Peter nickte langsam, doch er hatte nicht wirklich verstanden, was sie gesagt hatte. Rosie kannte ihren besten Freund gut genug, um zu wissen, wann er in Gedanken war und wann nicht. Es war ein höfliches Nicken gewesen, eine einfache Körperreaktion auf ihren kleinen Schlag gegen seinen Brustkorb. Leise aufseufzend folgte sie seinem Blick. Natürlich. MJ. Innerhalb einer Sekunde sank Rosies Laune in den Keller, auch wenn sie sich die grösste Mühe gab, sich dies nicht anmerken zu lassen. Sie verstand die Faszination ihres besten Freundes für das Mädchen nicht. Natürlich, MJ war grossartig. Sie war wunderschön, klug und Rosie würde nicht zögern zu sagen, dass das braunhaarige Mädchen zu ihren engsten Bekannten zählte, doch Peters Gefühle waren aus dem Nichts gekommen. In einem Moment war er noch der alte Peter gewesen, hatte unsicher eine Einladung zum Ball in ihre Richtung gestammelt, da sie ja beste Freunde waren und beide kein Interesse daran gehabt hatten, ihren Abend mit jemandem zu verbringen, den sie nicht wirklich mochten und im nächsten Moment liess er sie auf der Tanzfläche stehen, rannte vor ihr weg, verzichtete in den nächsten Tagen darauf, sich bei ihr zu melden, wie er es normalerweise beinahe jeden Tag drei bis vier Mal getan hatte. Und dann passierte der "Blip".
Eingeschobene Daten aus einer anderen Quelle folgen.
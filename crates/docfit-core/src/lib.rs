pub mod budget;
pub mod config;
pub mod error;
pub mod fitter;
pub mod overflow;

pub use budget::{
    calculate_budget, direct_ceiling, CharBudget, FillFractions, HeuristicTokenCounter, Provider,
    ProviderProfile, ProviderRegistry, SplitLimits, Strategy, TokenCounter,
    KNOWN_PROVIDER_PROFILES,
};
pub use config::{get_default_config_path, FitterConfig, DEFAULT_KEYWORDS};
pub use error::{ConfigError, FitError};
pub use fitter::{
    default_fitter, fit_document_for_provider, fit_for_azure, DocumentFitter, FitPath, FitRequest,
    FitResult,
};
pub use overflow::{is_context_overflow_error, overflow_user_message};

#[cfg(test)]
#[path = "lib_tests.rs"]
mod tests;
//! Core types for character budget management.

use serde::{Deserialize, Serialize};
use std::fmt;

use crate::budget::limits::Provider;

/// Fill fraction used by [`Strategy::Aggressive`].
pub const AGGRESSIVE_FILL: f64 = 0.85;
/// Fill fraction used by [`Strategy::Balanced`].
pub const BALANCED_FILL: f64 = 0.92;
/// Fill fraction used by [`Strategy::Conservative`].
pub const CONSERVATIVE_FILL: f64 = 0.98;
/// Fill fraction used by [`Strategy::PreserveAll`].
pub const PRESERVE_ALL_FILL: f64 = 1.0;

/// How much of a provider's token ceiling a document may fill.
#[derive(Debug, Clone, Copy, PartialEq, Eq, Hash, Default, Serialize, Deserialize)]
#[serde(rename_all = "snake_case")]
pub enum Strategy {
    Aggressive,
    #[default]
    Balanced,
    Conservative,
    /// Use the full ceiling with no proportional shrinkage.
    PreserveAll,
}

impl Strategy {
    /// Parse a strategy name leniently.
    ///
    /// Matching ignores case, surrounding whitespace and the `-`/`_` spelling
    /// difference. Anything unrecognised falls back to [`Strategy::Balanced`].
    pub fn parse(name: &str) -> Self {
        let normalized = name.trim().to_ascii_lowercase().replace('-', "_");
        match normalized.as_str() {
            "aggressive" => Self::Aggressive,
            "balanced" => Self::Balanced,
            "conservative" => Self::Conservative,
            "preserve_all" => Self::PreserveAll,
            other => {
                if !other.is_empty() {
                    tracing::debug!("Unknown strategy '{}', falling back to balanced", other);
                }
                Self::Balanced
            }
        }
    }

    pub fn as_str(&self) -> &'static str {
        match self {
            Self::Aggressive => "aggressive",
            Self::Balanced => "balanced",
            Self::Conservative => "conservative",
            Self::PreserveAll => "preserve_all",
        }
    }
}

impl fmt::Display for Strategy {
    fn fmt(&self, f: &mut fmt::Formatter<'_>) -> fmt::Result {
        f.write_str(self.as_str())
    }
}

/// Per-strategy fill fractions, all in `(0, 1]`.
#[derive(Debug, Clone, Copy, PartialEq, Serialize, Deserialize)]
#[serde(default)]
pub struct FillFractions {
    pub aggressive: f64,
    pub balanced: f64,
    pub conservative: f64,
    pub preserve_all: f64,
}

impl FillFractions {
    pub fn for_strategy(&self, strategy: Strategy) -> f64 {
        match strategy {
            Strategy::Aggressive => self.aggressive,
            Strategy::Balanced => self.balanced,
            Strategy::Conservative => self.conservative,
            Strategy::PreserveAll => self.preserve_all,
        }
    }

    pub(crate) fn iter(&self) -> impl Iterator<Item = (Strategy, f64)> {
        [
            (Strategy::Aggressive, self.aggressive),
            (Strategy::Balanced, self.balanced),
            (Strategy::Conservative, self.conservative),
            (Strategy::PreserveAll, self.preserve_all),
        ]
        .into_iter()
    }
}

impl Default for FillFractions {
    fn default() -> Self {
        Self {
            aggressive: AGGRESSIVE_FILL,
            balanced: BALANCED_FILL,
            conservative: CONSERVATIVE_FILL,
            preserve_all: PRESERVE_ALL_FILL,
        }
    }
}

/// Resolved character budget for one fitting call.
#[derive(Debug, Clone, Copy, PartialEq, Serialize, Deserialize)]
pub struct CharBudget {
    /// Provider profile the budget was derived from
    pub provider: Provider,
    /// Strategy after normalisation
    pub strategy: Strategy,
    /// Token ceiling actually used (explicit override or profile value)
    pub token_ceiling: u32,
    /// Fill fraction applied for the strategy
    pub fill_fraction: f64,
    /// Absolute character ceiling, always at least 1
    pub char_ceiling: usize,
}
In Peters Zimmer aufwachend, hatte sie nichts mehr gewollt als ihn zu sehen. Eine Erklärung hatte sie nicht interessiert, sie hatte nicht verstehen wollen, wieso sie sich aufgelöst hatte, hatte mit niemandem darüber sprechen wollen, das Einzige, was sie wirklich gewollt hatte, war Peter zu sehen und ihn in Sicherheit zu wissen. Sie hatte ihn in die Arme schliessen wollen, wissend, dass das und nur das sie beruhigen würde. Doch er war weg gewesen und war auch nicht nach Stunden, in denen sie in seinem Zimmer gewartet hatte, aufgetaucht. Das nächste Mal, dass sie ihn gesehen hatte, war in der Schule gewesen, wo sie dann nach einigen Tagen hatte feststellen müssen, dass sich irgendetwas verändert hatte. Ihre Freundschaft war angespannter, kühler und Peter hatte aus dem Nichts ein Interesse an MJ entwickelt.
Rosie hätte gelogen, hätte sie gesagt, dass es ihr keinen Stich versetzte. Seit Jahren hatte sie ihn gemocht. Peter, der ungeschickte, schüchterne Junge, der Junge, der immer für sie da gewesen war und sie immer zum Lachen gebracht hatte. Die Angst davor, ihre Freundschaft mit ihm zu gefährden, hatte sie davon abgehalten, nach ihren wahren Gefühlen zu handeln oder ihm diese zu gestehen und nun, wo ihre Freundschaft bereits von alleine zerfiel, gab es keinen Grund mehr, ihm ihre Gefühle zu gestehen, wissend, dass er Interesse an jemand anderem hatte.
Rosie hasste die Liebe aus vollstem Herzen und ein Teil von ihr hasste Peter ebenfalls. Doch dieser Teil war klein. Zu klein.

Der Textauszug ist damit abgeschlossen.